(MATERIAL SUPPLIED Opens)

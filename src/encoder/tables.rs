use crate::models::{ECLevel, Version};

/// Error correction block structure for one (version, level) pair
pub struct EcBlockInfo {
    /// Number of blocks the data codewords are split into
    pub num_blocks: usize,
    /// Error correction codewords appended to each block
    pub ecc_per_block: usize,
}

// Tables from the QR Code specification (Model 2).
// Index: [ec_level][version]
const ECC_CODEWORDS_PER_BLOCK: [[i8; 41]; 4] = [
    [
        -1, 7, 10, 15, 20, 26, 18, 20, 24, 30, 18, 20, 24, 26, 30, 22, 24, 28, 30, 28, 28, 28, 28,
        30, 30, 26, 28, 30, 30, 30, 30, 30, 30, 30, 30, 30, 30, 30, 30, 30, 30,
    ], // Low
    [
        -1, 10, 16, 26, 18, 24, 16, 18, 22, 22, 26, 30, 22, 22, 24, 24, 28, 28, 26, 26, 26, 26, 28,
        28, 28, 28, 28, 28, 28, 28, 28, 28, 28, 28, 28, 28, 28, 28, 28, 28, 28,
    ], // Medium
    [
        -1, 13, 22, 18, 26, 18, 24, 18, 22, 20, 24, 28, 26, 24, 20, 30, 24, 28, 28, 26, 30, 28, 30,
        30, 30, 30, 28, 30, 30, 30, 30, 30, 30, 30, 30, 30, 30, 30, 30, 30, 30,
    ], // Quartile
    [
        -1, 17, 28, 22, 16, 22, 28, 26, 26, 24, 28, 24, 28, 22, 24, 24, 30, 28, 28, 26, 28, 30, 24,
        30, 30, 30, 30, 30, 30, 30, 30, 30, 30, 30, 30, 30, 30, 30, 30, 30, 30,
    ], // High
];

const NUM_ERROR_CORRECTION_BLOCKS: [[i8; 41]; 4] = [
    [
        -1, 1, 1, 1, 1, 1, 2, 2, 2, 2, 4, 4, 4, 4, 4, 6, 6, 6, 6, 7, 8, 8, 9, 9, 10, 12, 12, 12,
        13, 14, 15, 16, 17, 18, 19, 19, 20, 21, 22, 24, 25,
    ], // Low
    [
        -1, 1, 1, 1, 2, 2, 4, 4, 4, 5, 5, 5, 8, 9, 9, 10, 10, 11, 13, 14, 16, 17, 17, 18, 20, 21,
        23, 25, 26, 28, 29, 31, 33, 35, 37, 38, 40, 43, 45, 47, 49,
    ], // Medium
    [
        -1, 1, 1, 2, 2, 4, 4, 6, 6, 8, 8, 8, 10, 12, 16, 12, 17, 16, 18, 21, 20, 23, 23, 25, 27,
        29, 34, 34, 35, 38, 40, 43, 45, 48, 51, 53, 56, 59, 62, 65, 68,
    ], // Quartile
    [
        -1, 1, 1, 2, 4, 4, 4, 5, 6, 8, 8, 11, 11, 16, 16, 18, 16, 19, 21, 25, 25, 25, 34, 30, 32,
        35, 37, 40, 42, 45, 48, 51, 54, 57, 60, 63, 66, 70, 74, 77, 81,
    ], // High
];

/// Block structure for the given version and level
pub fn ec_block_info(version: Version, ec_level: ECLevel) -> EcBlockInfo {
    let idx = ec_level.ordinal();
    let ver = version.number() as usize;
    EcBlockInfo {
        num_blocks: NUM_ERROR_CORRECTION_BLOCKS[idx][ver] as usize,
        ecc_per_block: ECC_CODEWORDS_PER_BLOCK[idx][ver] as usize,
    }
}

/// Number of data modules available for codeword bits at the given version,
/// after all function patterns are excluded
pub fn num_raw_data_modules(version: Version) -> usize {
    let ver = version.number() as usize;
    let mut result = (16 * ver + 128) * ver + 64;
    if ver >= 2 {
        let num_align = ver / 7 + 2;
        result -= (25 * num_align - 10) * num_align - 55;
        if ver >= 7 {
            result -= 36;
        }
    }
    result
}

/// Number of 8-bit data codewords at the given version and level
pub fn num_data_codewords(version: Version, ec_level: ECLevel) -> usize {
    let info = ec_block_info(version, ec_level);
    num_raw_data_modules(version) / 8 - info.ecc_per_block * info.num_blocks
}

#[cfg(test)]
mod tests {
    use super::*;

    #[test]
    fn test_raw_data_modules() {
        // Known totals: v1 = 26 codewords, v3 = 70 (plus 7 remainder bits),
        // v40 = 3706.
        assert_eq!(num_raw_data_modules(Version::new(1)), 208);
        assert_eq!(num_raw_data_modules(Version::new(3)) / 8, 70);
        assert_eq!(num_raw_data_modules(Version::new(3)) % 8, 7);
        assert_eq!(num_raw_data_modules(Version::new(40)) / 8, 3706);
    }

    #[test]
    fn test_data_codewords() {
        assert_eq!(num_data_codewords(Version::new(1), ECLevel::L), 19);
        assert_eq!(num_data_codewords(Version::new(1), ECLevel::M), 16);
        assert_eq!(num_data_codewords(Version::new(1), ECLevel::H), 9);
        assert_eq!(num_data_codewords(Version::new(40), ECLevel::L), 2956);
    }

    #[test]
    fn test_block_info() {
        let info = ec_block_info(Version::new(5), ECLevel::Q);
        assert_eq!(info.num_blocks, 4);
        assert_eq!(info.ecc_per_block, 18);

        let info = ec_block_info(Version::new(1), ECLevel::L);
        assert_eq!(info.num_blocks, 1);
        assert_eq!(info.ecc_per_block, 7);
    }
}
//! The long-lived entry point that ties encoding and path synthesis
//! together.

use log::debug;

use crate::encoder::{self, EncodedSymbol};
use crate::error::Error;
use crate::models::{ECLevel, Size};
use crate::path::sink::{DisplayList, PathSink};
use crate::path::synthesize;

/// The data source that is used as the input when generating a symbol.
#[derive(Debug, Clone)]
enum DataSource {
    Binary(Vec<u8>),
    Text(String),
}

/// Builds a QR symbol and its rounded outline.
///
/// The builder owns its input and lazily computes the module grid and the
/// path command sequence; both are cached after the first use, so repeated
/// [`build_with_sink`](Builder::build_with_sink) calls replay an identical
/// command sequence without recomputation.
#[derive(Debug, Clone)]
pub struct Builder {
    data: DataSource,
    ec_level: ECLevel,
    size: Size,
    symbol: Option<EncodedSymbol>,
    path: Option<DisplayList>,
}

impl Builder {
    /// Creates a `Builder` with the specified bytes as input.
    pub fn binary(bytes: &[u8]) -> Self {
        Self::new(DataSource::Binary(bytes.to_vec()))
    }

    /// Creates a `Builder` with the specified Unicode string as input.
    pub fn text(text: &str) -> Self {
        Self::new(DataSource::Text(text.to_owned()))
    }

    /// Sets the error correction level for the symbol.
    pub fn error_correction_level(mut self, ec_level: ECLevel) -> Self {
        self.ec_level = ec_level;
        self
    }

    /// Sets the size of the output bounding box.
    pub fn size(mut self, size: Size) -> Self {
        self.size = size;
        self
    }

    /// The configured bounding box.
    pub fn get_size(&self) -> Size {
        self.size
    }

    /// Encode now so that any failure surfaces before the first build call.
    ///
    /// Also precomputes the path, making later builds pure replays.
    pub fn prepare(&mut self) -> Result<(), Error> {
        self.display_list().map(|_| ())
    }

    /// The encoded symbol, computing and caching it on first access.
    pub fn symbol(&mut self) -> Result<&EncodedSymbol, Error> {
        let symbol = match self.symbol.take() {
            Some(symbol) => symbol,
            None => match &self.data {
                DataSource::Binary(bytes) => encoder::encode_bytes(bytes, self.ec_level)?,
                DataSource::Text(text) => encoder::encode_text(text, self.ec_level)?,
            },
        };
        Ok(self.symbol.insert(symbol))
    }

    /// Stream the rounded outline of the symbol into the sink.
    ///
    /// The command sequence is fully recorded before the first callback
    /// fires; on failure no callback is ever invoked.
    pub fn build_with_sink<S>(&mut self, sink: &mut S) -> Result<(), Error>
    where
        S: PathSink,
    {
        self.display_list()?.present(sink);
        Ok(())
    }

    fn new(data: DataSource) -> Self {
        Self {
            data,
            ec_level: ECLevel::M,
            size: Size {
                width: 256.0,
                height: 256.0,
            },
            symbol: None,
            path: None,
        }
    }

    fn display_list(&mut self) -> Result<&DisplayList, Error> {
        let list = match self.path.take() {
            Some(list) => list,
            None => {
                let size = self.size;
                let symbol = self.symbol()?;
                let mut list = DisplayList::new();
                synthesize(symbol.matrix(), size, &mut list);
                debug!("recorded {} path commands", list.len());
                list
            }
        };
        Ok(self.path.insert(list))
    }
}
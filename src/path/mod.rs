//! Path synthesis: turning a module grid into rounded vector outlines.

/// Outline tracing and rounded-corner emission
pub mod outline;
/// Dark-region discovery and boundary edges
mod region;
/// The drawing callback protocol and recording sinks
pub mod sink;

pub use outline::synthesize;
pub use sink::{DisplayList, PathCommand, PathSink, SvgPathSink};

(MATERIAL SUPPLIED Closes)

# PROMPT
Word for word, restate the lines of the data above that fall between the line holding "let idx = ec_level.ordinal();" and the line holding "let num_align = ver / 7 + 2;", inclusive, and no other lines.

# ANSWER SECTION
    let idx = ec_level.ordinal();
    let ver = version.number() as usize;
    EcBlockInfo {
        num_blocks: NUM_ERROR_CORRECTION_BLOCKS[idx][ver] as usize,
        ecc_per_block: ECC_CODEWORDS_PER_BLOCK[idx][ver] as usize,
    }
}

/// Number of data modules available for codeword bits at the given version,
/// after all function patterns are excluded
pub fn num_raw_data_modules(version: Version) -> usize {
    let ver = version.number() as usize;
    let mut result = (16 * ver + 128) * ver + 64;
    if ver >= 2 {
        let num_align = ver / 7 + 2;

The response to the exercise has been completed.